その踏む雄一に、「もうテツ君をいじめちゃ駄目でしょ!」と、メッ! とサリナにされて満更でもない表情でデレデレとする。
そんな雄一に感情のない瞳のままホーラとポプリは、外にある石を拾うと雄一に投げ狙い違わず、見事にコメカミに2つとも当たる。
油断しまくりだった雄一は、大袈裟に痛がる割にテツから足は外さず、ホーラ達に文句を言おうと顔を向ける。
だが、すぐに視線を切るとガタガタ震える雄一はサリナの後ろに隠れながら、おそるおそる見る姿を見て年上の女がテツを見て庇いたくなる気持ちが少し理解した2人であった。

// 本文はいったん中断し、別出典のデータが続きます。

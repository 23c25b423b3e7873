//! In-memory catalog store.

use crate::catalog::{seed_products, Category, CategoryId, Product};
use crate::error::CommerceError;
use crate::ids::ProductId;
use crate::search::{apply_filter, FilterCriteria};
use serde::{Deserialize, Serialize};

/// Number of products shown in the "popular" strip on the home page.
pub const POPULAR_COUNT: usize = 4;

/// Immutable product and category lists.
#[derive(Debug, Clone, Serialize, Deserialize, PartialEq)]
pub struct Catalog {
    products: Vec<Product>,
    categories: Vec<Category>,
}

impl Catalog {
    /// Catalog with the built-in storefront contents.
    pub fn seeded() -> Self {
        Self::new(seed_products())
    }

    /// Catalog over an arbitrary product list, with every known category.
    pub fn new(products: Vec<Product>) -> Self {
        Self {
            products,
            categories: CategoryId::ALL.into_iter().map(Category::new).collect(),
        }
    }

    /// All products, in display order.
    pub fn products(&self) -> &[Product] {
        &self.products
    }

    /// All categories, in display order.
    pub fn categories(&self) -> &[Category] {
        &self.categories
    }

    /// Look up a product by ID.
    pub fn get(&self, id: ProductId) -> Option<&Product> {
        self.products.iter().find(|p| p.id == id)
    }

    /// Like [`Catalog::get`], but an absent id is an error.
    pub fn product(&self, id: ProductId) -> Result<&Product, CommerceError> {
        self.get(id).ok_or(CommerceError::UnknownProduct(id.get()))
    }

    /// Look up a category record.
    pub fn category(&self, id: CategoryId) -> Option<&Category> {
        self.categories.iter().find(|c| c.id == id)
    }

    /// Leading products featured on the home page.
    pub fn popular(&self) -> &[Product] {
        &self.products[..self.products.len().min(POPULAR_COUNT)]
    }

    /// Products matching the criteria, in catalog order.
    pub fn filter(&self, criteria: &FilterCriteria) -> Vec<Product> {
        apply_filter(&self.products, criteria)
    }

    pub fn len(&self) -> usize {
        self.products.len()
    }

    pub fn is_empty(&self) -> bool {
        self.products.is_empty()
    }
}

impl Default for Catalog {
    fn default() -> Self {
        Self::seeded()
    }
}

#[cfg(test)]
mod tests {
    use super::*;

    #[test]
    fn test_seeded_catalog() {
        let catalog = Catalog::seeded();
        assert_eq!(catalog.len(), 8);
        assert_eq!(catalog.categories().len(), 5);

        let ids: Vec<u32> = catalog.products().iter().map(|p| p.id.get()).collect();
        assert_eq!(ids, [1, 2, 3, 4, 5, 6, 7, 8]);
    }

    #[test]
    fn test_lookup() {
        let catalog = Catalog::seeded();
        let compass = catalog.get(ProductId::new(3)).unwrap();
        assert_eq!(compass.name, "Латунный Компас");
        assert!(catalog.get(ProductId::new(99)).is_none());
        assert_eq!(
            catalog.product(ProductId::new(99)),
            Err(CommerceError::UnknownProduct(99))
        );

        let engines = catalog.category(CategoryId::Engines).unwrap();
        assert_eq!(engines.name, "Двигатели");
    }

    #[test]
    fn test_popular() {
        let catalog = Catalog::seeded();
        let names: Vec<&str> = catalog.popular().iter().map(|p| p.name.as_str()).collect();
        assert_eq!(
            names,
            ["Паровой Хронометр", "Медная Шестеренка", "Латунный Компас", "Викторианские Очки"]
        );

        assert!(Catalog::new(Vec::new()).popular().is_empty());
    }
}
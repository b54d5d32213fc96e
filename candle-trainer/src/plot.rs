//! Learning-curve rendering.

use crate::monitor::{Series, SeriesStore};
use candle::Result;
use plotters::coord::Shift;
use plotters::prelude::*;
use std::ops::Range;
use std::path::{Path, PathBuf};

const SIZE: (u32, u32) = (640, 480);

/// Image format for learning curves.
///
/// PNG is the default. It rasterizes text through the `png` feature (system
/// fonts); builds without that feature default to SVG.
#[derive(Clone, Copy, Debug, Default, PartialEq, Eq)]
pub enum PlotFormat {
    #[cfg_attr(not(feature = "png"), default)]
    Svg,
    #[cfg_attr(feature = "png", default)]
    Png,
}

impl PlotFormat {
    pub fn extension(&self) -> &'static str {
        match self {
            PlotFormat::Svg => "svg",
            PlotFormat::Png => "png",
        }
    }
}

/// Render `<metric>-train` and `<metric>-valid` (whichever exist) into
/// `<dir>/<metric>.<ext>`. Returns `None` when neither series exists.
pub fn plot_metric(
    store: &SeriesStore,
    metric: &str,
    dir: &Path,
    format: PlotFormat,
) -> Result<Option<PathBuf>> {
    let mut lines: Vec<(String, &Series, &'static RGBColor)> = Vec::new();
    for (phase, color) in [("train", &BLUE), ("valid", &RED)] {
        let label = format!("{metric}-{phase}");
        if let Some(series) = store.get(&label) {
            lines.push((label, series, color));
        }
    }
    if lines.is_empty() {
        return Ok(None);
    }

    let path = dir.join(format!("{metric}.{}", format.extension()));
    match format {
        PlotFormat::Svg => {
            let root = SVGBackend::new(&path, SIZE).into_drawing_area();
            draw(&root, metric, &lines).map_err(|e| plot_error(metric, e))?;
        }
        #[cfg(feature = "png")]
        PlotFormat::Png => {
            let root = BitMapBackend::new(&path, SIZE).into_drawing_area();
            draw(&root, metric, &lines).map_err(|e| plot_error(metric, e))?;
        }
        #[cfg(not(feature = "png"))]
        PlotFormat::Png => {
            candle::bail!("plotting `{metric}` as png requires the `png` feature")
        }
    }
    tracing::debug!(metric, path = %path.display(), "saved plot");
    Ok(Some(path))
}

fn plot_error(metric: &str, e: impl std::fmt::Display) -> candle::Error {
    candle::Error::Msg(format!("plotting `{metric}`: {e}"))
}

fn draw<DB: DrawingBackend>(
    root: &DrawingArea<DB, Shift>,
    metric: &str,
    lines: &[(String, &Series, &'static RGBColor)],
) -> std::result::Result<(), DrawingAreaErrorKind<DB::ErrorType>> {
    root.fill(&WHITE)?;

    let points = lines.iter().flat_map(|(_, s, _)| s.points().iter().copied());
    let (x_range, y_range) = ranges(points);

    let mut chart = ChartBuilder::on(root)
        .margin(10)
        .x_label_area_size(40)
        .y_label_area_size(60)
        .build_cartesian_2d(x_range, y_range)?;

    chart
        .configure_mesh()
        .x_desc("epochs")
        .y_desc(metric)
        .draw()?;

    for (label, series, color) in lines {
        let color: &'static RGBColor = *color;
        chart
            .draw_series(LineSeries::new(
                series.points().iter().map(|&(x, y)| (x as f64, y)),
                color,
            ))?
            .label(label.as_str())
            .legend(move |(x, y)| PathElement::new(vec![(x, y), (x + 20, y)], color));
    }

    chart
        .configure_series_labels()
        .background_style(&WHITE.mix(0.8))
        .border_style(&BLACK)
        .draw()?;

    root.present()
}

fn ranges(points: impl Iterator<Item = (usize, f64)>) -> (Range<f64>, Range<f64>) {
    let (mut x0, mut x1) = (f64::INFINITY, f64::NEG_INFINITY);
    let (mut y0, mut y1) = (f64::INFINITY, f64::NEG_INFINITY);
    for (x, y) in points {
        let x = x as f64;
        x0 = x0.min(x);
        x1 = x1.max(x);
        if y.is_finite() {
            y0 = y0.min(y);
            y1 = y1.max(y);
        }
    }
    if !x0.is_finite() {
        (x0, x1) = (0.0, 1.0);
    }
    if x1 - x0 < 1.0 {
        x0 -= 0.5;
        x1 += 0.5;
    }
    if !y0.is_finite() {
        (y0, y1) = (0.0, 1.0);
    }
    let pad = if y1 > y0 { (y1 - y0) * 0.05 } else { y0.abs().max(1.0) * 0.05 };
    (x0..x1, (y0 - pad)..(y1 + pad))
}
//! Batch sources and dataset preparation.

mod bigram;
mod imdb;
mod iterator;
mod padding;
mod ptb;
mod vocab;

pub use bigram::{bigrams, BigramTable};
pub use imdb::{load_imdb, tokenize, ImdbDataset};
pub use iterator::{ArrayIterator, BatchSource};
pub use padding::{padded_tensor, with_padding, Padding};
pub use ptb::{PtbDataset, PtbOptions};
pub use vocab::{Vocabulary, VocabularyBuilder};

ホーラ達の怒りが何故か早い段階で霧散したようで、殺気を感じなくなった。
すると、背後から威圧感が突然に生まれる。
「あら~、久しぶりねぇ。プリティボーイ! 寂しかったわ」
「ぎゃぁぁぁ!!」
そう叫ぶと、咄嗟に目の前にあった隙間に雄一は隠れようと顔から突っ込む。
「ユウイチ君! 何するのっ!」
サリナの谷間に顔を突っ込んだ雄一の頬を遠慮のない平手打ちが打ち込まれる。
吹っ飛ばされながら雄一は思った。
『春の朝、ソフトな枕、いと恋し』
DT、心の俳句
殴られて吹っ飛ばされて床でテツと共に大の字になる雄一に近づいてきたミチルダは、笑みを浮かべながら覗き込みながら巴を手にしようとするので雄一は素直に手放す。
それを珍しく真剣な顔で見つめていると花を咲かすような笑みを見せてくる。
「プリティボーイ、良かったら、巴と次の段階に行ってみない?」
雄一は、ミチルダの言葉の真意が分からず、眉を寄せて見つめた。